### Instructions for the task
In the listing below, find the line holding "section in display order." and the line holding "let mut problems = Vec::new();". Write out those two lines and all lines between, exactly, and nothing more.

### Data supplied
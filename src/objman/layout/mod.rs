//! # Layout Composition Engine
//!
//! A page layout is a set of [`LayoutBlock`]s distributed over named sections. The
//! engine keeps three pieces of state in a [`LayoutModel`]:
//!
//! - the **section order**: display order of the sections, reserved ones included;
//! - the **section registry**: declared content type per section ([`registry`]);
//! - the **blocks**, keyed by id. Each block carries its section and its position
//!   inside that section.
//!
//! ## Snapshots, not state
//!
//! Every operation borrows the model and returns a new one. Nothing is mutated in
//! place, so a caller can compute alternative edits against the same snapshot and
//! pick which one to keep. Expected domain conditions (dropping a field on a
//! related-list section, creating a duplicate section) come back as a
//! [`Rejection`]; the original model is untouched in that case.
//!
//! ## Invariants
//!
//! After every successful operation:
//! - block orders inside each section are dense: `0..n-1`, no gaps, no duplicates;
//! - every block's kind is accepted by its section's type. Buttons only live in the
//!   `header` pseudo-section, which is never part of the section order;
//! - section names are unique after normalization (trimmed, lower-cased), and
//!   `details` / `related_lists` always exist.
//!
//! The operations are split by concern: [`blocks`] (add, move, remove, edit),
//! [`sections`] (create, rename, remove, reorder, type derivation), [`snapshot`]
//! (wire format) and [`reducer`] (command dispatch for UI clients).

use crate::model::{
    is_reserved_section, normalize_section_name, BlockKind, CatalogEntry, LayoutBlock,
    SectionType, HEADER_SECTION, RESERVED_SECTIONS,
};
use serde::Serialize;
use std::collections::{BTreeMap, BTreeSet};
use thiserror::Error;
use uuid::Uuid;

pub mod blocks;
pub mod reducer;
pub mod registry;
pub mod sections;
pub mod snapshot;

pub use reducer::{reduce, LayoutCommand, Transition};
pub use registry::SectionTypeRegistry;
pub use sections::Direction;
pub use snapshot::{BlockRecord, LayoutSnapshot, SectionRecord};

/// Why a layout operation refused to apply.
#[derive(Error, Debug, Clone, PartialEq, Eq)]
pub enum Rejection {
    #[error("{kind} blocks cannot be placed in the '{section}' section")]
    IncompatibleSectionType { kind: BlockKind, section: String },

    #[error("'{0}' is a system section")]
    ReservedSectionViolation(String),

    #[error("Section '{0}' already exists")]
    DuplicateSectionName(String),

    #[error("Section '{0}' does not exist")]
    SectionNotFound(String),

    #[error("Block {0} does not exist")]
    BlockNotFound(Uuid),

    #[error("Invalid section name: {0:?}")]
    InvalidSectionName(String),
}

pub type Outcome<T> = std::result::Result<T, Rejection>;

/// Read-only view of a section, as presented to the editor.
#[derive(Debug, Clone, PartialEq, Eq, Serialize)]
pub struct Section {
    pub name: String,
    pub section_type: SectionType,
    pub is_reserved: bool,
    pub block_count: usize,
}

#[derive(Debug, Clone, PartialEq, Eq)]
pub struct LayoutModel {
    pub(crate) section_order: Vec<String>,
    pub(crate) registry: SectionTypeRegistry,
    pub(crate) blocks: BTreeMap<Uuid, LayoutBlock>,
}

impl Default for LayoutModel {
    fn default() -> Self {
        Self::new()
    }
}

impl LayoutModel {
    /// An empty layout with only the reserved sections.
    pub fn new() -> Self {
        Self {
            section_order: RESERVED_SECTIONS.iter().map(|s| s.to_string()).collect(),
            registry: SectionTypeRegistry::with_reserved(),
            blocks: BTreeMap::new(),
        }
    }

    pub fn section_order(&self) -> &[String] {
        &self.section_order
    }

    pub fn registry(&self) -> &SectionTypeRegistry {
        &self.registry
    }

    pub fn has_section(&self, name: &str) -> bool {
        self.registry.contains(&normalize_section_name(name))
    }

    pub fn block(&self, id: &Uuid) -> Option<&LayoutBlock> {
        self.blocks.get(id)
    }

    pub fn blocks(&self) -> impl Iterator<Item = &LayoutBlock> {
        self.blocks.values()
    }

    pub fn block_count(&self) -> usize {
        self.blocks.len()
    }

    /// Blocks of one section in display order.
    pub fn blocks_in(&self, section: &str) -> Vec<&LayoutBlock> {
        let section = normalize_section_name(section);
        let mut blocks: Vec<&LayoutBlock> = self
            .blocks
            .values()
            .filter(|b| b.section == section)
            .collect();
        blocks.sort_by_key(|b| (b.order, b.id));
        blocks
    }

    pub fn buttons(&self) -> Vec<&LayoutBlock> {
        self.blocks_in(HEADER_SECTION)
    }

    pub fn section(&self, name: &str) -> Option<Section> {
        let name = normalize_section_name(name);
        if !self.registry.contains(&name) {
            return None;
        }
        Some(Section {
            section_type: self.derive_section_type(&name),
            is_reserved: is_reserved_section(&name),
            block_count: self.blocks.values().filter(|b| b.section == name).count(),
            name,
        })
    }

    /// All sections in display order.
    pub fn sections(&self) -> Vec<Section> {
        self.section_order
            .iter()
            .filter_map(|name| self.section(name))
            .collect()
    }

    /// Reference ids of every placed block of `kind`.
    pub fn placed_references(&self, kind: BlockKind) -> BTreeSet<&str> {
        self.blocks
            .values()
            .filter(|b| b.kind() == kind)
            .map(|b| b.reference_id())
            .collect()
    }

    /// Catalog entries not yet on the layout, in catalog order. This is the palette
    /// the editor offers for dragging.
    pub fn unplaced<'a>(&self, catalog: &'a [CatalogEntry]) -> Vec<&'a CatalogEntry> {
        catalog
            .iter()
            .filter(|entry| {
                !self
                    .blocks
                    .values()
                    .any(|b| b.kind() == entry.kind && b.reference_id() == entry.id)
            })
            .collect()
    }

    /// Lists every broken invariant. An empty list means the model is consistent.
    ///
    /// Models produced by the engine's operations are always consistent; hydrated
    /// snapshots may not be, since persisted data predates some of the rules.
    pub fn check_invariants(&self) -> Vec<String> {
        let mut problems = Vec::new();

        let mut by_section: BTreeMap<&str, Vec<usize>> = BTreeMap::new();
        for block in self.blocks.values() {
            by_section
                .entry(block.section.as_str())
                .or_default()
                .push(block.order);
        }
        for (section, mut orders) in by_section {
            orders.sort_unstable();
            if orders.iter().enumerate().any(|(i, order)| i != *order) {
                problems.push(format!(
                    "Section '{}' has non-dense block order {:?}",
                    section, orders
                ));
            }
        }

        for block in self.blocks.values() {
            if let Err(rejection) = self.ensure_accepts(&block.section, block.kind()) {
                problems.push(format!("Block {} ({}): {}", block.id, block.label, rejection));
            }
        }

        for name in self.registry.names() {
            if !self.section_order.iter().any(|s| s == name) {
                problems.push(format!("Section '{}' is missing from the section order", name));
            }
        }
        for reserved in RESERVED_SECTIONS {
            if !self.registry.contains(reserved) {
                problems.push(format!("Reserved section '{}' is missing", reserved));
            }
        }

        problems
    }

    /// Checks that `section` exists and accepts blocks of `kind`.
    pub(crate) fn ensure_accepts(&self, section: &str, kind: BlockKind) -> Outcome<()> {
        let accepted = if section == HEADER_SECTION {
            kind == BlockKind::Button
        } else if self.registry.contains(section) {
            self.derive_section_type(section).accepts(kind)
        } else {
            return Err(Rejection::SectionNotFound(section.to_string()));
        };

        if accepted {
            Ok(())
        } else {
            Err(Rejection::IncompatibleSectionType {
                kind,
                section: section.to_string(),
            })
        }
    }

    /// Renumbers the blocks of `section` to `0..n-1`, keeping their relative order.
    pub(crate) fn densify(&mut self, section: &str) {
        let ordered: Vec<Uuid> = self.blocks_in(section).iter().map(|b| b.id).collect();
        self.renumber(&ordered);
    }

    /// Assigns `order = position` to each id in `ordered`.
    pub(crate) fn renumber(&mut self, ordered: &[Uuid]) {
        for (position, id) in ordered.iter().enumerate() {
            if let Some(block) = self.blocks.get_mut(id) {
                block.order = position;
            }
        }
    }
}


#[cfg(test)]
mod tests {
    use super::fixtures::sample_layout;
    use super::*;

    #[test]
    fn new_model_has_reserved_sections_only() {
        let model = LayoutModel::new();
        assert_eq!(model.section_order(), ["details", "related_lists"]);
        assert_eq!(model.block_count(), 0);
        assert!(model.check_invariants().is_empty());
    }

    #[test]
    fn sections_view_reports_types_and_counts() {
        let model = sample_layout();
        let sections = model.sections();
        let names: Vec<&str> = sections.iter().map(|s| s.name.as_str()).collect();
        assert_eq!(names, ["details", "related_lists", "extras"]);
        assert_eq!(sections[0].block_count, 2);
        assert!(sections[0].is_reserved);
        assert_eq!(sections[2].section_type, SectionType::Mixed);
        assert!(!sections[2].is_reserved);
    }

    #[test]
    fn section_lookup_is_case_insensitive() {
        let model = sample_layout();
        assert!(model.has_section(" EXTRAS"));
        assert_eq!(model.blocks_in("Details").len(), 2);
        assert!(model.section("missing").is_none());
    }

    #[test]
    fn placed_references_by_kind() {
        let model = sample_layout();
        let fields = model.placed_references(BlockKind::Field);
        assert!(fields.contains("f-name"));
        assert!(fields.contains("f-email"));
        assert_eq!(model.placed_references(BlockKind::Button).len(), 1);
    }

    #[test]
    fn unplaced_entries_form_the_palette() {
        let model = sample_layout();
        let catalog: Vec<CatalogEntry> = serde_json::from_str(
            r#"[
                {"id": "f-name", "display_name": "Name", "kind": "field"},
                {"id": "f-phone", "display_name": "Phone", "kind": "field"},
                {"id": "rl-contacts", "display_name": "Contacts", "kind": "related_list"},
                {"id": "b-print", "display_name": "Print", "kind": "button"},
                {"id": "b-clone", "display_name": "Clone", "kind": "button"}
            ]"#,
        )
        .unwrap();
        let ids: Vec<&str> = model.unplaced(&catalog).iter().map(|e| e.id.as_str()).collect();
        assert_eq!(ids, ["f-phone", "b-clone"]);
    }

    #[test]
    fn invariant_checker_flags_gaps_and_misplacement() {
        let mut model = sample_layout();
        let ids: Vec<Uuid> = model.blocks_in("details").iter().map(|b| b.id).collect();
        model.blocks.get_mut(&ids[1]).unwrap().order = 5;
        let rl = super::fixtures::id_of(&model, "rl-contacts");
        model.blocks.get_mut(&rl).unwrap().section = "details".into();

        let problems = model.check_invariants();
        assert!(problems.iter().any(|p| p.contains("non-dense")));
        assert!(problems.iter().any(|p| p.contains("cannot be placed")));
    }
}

...

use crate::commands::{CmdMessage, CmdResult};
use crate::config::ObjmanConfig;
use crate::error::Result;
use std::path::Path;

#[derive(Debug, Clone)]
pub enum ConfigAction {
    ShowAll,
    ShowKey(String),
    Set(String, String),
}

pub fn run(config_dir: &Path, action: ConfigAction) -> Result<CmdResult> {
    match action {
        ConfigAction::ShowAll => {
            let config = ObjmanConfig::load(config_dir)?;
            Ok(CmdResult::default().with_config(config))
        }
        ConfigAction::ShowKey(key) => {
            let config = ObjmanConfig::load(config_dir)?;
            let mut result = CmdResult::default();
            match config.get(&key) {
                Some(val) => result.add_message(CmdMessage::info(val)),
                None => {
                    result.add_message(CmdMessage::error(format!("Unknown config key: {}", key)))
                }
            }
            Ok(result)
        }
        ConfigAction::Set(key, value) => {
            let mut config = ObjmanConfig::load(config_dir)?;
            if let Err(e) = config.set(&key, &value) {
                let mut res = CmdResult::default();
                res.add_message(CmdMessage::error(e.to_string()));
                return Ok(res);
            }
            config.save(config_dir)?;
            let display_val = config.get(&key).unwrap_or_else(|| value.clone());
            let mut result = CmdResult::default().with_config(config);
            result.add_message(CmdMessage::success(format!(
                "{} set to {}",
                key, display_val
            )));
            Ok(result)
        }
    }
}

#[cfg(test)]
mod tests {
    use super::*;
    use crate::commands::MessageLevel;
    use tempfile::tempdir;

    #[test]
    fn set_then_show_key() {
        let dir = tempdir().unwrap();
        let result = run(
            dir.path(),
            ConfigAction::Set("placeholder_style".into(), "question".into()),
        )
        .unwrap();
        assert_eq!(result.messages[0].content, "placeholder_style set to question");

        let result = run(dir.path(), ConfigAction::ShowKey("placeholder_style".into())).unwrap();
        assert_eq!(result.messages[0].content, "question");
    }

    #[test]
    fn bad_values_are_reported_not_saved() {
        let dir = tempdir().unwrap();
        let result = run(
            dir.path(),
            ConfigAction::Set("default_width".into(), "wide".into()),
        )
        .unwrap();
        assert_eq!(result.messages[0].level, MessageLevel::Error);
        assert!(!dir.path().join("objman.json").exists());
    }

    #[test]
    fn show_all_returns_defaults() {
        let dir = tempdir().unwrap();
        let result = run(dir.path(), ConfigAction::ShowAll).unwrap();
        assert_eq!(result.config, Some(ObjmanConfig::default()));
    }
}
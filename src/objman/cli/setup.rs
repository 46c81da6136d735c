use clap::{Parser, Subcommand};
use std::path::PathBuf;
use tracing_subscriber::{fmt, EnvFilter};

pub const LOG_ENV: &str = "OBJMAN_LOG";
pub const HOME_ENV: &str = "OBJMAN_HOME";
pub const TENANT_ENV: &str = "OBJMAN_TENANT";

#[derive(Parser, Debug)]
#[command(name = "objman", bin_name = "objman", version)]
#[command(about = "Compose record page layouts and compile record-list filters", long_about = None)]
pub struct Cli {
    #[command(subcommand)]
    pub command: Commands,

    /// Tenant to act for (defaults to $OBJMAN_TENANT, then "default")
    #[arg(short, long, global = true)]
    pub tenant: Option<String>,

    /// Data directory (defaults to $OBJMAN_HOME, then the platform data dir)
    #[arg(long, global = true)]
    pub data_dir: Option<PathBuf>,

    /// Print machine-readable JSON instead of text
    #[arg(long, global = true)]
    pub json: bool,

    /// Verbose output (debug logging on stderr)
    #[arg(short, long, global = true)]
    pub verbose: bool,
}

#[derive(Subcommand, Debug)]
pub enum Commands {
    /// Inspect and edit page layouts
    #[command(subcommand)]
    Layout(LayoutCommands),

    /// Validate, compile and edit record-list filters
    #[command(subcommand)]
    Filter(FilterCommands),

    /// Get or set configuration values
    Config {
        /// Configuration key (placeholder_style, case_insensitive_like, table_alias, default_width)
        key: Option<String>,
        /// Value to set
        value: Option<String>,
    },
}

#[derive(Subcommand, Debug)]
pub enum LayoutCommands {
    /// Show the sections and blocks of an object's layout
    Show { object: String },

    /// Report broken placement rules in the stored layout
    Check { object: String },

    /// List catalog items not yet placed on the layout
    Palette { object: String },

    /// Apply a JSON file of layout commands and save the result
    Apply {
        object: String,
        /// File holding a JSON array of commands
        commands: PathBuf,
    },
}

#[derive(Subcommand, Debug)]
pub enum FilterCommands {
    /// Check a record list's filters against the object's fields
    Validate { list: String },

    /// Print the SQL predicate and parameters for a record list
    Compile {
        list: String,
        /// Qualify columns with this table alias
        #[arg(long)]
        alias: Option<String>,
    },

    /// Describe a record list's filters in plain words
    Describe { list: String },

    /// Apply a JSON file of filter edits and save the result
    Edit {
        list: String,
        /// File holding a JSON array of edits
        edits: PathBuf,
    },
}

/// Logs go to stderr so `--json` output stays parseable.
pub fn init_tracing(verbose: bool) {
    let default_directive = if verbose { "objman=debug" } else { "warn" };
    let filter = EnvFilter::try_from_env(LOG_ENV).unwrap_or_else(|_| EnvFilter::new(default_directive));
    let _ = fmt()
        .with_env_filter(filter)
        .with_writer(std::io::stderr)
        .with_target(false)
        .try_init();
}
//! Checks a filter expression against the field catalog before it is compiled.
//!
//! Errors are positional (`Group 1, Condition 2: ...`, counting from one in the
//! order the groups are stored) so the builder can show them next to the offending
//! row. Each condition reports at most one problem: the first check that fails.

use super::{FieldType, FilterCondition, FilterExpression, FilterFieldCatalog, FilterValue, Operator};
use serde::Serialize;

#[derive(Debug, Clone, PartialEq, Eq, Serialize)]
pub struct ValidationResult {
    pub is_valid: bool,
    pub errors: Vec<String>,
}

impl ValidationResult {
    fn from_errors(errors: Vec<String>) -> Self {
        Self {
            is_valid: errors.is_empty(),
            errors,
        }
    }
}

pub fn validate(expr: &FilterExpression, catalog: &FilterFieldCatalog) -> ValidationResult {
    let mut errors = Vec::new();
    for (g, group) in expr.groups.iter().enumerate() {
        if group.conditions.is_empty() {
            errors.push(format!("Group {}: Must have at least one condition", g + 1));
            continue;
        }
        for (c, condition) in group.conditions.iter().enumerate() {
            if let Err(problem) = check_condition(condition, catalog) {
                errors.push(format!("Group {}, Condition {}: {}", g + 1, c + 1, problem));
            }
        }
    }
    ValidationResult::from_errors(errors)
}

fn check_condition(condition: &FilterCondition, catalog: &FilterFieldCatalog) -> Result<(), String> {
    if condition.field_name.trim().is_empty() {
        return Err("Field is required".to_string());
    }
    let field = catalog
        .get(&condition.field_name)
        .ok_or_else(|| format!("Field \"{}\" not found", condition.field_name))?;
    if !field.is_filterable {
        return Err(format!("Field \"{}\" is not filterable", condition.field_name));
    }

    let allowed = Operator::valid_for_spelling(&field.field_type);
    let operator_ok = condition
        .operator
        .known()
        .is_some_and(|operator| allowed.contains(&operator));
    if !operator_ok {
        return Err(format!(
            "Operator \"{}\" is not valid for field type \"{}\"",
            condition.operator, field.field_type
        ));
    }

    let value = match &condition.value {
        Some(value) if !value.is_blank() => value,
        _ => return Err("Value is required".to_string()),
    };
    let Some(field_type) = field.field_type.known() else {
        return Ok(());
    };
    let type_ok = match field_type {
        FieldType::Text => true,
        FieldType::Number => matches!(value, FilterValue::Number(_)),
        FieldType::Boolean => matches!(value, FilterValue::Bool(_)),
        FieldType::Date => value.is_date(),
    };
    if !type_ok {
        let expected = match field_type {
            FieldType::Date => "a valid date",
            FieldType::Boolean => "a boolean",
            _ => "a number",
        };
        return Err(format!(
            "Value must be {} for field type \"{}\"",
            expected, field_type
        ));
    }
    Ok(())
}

--

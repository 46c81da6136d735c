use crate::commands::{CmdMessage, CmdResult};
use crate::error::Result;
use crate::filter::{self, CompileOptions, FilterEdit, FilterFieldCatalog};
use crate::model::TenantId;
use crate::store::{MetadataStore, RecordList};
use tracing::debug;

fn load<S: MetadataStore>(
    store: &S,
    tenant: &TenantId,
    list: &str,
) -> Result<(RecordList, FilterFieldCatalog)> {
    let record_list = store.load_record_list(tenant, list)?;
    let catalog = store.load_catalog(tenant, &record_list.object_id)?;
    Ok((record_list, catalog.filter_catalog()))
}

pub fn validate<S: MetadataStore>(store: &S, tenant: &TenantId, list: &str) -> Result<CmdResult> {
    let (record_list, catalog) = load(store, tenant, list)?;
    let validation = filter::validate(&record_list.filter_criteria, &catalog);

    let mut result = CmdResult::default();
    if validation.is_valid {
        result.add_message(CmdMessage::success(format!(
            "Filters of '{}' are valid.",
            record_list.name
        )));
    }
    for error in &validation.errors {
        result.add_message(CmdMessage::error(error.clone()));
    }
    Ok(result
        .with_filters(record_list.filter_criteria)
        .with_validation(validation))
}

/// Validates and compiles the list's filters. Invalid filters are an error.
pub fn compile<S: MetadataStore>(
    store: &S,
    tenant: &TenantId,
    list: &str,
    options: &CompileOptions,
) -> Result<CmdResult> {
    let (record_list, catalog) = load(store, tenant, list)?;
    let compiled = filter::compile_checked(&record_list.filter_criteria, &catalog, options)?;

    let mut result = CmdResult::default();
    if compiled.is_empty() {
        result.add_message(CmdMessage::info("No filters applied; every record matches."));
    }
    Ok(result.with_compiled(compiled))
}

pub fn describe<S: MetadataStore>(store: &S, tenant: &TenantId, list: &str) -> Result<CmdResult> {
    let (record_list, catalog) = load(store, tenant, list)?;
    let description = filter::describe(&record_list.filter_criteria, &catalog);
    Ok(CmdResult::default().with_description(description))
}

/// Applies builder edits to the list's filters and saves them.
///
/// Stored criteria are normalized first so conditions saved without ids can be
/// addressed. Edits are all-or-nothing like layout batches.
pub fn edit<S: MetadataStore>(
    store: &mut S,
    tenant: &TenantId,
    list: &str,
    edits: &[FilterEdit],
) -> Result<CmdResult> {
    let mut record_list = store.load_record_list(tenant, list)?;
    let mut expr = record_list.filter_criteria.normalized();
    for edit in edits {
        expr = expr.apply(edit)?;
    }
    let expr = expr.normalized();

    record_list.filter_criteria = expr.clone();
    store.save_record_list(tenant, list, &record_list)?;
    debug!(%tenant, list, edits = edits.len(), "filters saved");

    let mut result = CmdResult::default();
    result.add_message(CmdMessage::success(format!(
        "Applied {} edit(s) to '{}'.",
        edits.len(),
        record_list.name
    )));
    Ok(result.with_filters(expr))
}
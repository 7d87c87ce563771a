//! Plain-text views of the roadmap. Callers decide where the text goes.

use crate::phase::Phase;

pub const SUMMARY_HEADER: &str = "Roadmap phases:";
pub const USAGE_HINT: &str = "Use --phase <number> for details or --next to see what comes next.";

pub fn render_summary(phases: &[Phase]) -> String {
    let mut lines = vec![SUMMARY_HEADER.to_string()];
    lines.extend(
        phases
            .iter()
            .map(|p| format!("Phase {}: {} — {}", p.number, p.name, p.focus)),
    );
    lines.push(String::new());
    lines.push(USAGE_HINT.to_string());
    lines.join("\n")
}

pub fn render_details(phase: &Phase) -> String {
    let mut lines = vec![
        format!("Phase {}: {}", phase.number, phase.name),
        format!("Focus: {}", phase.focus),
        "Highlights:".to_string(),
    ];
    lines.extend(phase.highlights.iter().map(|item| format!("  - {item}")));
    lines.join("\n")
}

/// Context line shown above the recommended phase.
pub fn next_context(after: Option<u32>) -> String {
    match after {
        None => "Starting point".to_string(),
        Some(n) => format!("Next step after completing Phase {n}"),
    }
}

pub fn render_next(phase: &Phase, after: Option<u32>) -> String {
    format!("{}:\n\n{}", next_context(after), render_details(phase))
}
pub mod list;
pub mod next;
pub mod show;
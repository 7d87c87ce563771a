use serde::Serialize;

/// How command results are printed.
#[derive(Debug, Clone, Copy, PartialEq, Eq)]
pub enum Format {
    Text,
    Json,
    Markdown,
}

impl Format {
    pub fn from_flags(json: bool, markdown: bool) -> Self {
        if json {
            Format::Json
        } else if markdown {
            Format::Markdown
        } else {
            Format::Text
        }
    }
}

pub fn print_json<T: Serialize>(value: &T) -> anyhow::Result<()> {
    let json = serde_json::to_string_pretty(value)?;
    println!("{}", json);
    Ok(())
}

### Answer space
    /// Blocks of one section in display order.
    pub fn blocks_in(&self, section: &str) -> Vec<&LayoutBlock> {
        let section = normalize_section_name(section);
        let mut blocks: Vec<&LayoutBlock> = self
            .blocks
            .values()
            .filter(|b| b.section == section)
            .collect();
        blocks.sort_by_key(|b| (b.order, b.id));
        blocks
    }

    pub fn buttons(&self) -> Vec<&LayoutBlock> {
        self.blocks_in(HEADER_SECTION)
    }

    pub fn section(&self, name: &str) -> Option<Section> {
        let name = normalize_section_name(name);
        if !self.registry.contains(&name) {
            return None;
        }
        Some(Section {
            section_type: self.derive_section_type(&name),
            is_reserved: is_reserved_section(&name),
            block_count: self.blocks.values().filter(|b| b.section == name).count(),
            name,
        })
    }

    /// All sections in display order.
    pub fn sections(&self) -> Vec<Section> {
        self.section_order
            .iter()
            .filter_map(|name| self.section(name))
            .collect()
    }

    /// Reference ids of every placed block of `kind`.
    pub fn placed_references(&self, kind: BlockKind) -> BTreeSet<&str> {
        self.blocks
            .values()
            .filter(|b| b.kind() == kind)
            .map(|b| b.reference_id())
            .collect()
    }

    /// Catalog entries not yet on the layout, in catalog order. This is the palette
    /// the editor offers for dragging.
    pub fn unplaced<'a>(&self, catalog: &'a [CatalogEntry]) -> Vec<&'a CatalogEntry> {
        catalog
            .iter()
            .filter(|entry| {
                !self
                    .blocks
                    .values()
                    .any(|b| b.kind() == entry.kind && b.reference_id() == entry.id)
            })
            .collect()
    }

    /// Lists every broken invariant. An empty list means the model is consistent.
    ///
    /// Models produced by the engine's operations are always consistent; hydrated
    /// snapshots may not be, since persisted data predates some of the rules.
    pub fn check_invariants(&self) -> Vec<String> {
        let mut problems = Vec::new();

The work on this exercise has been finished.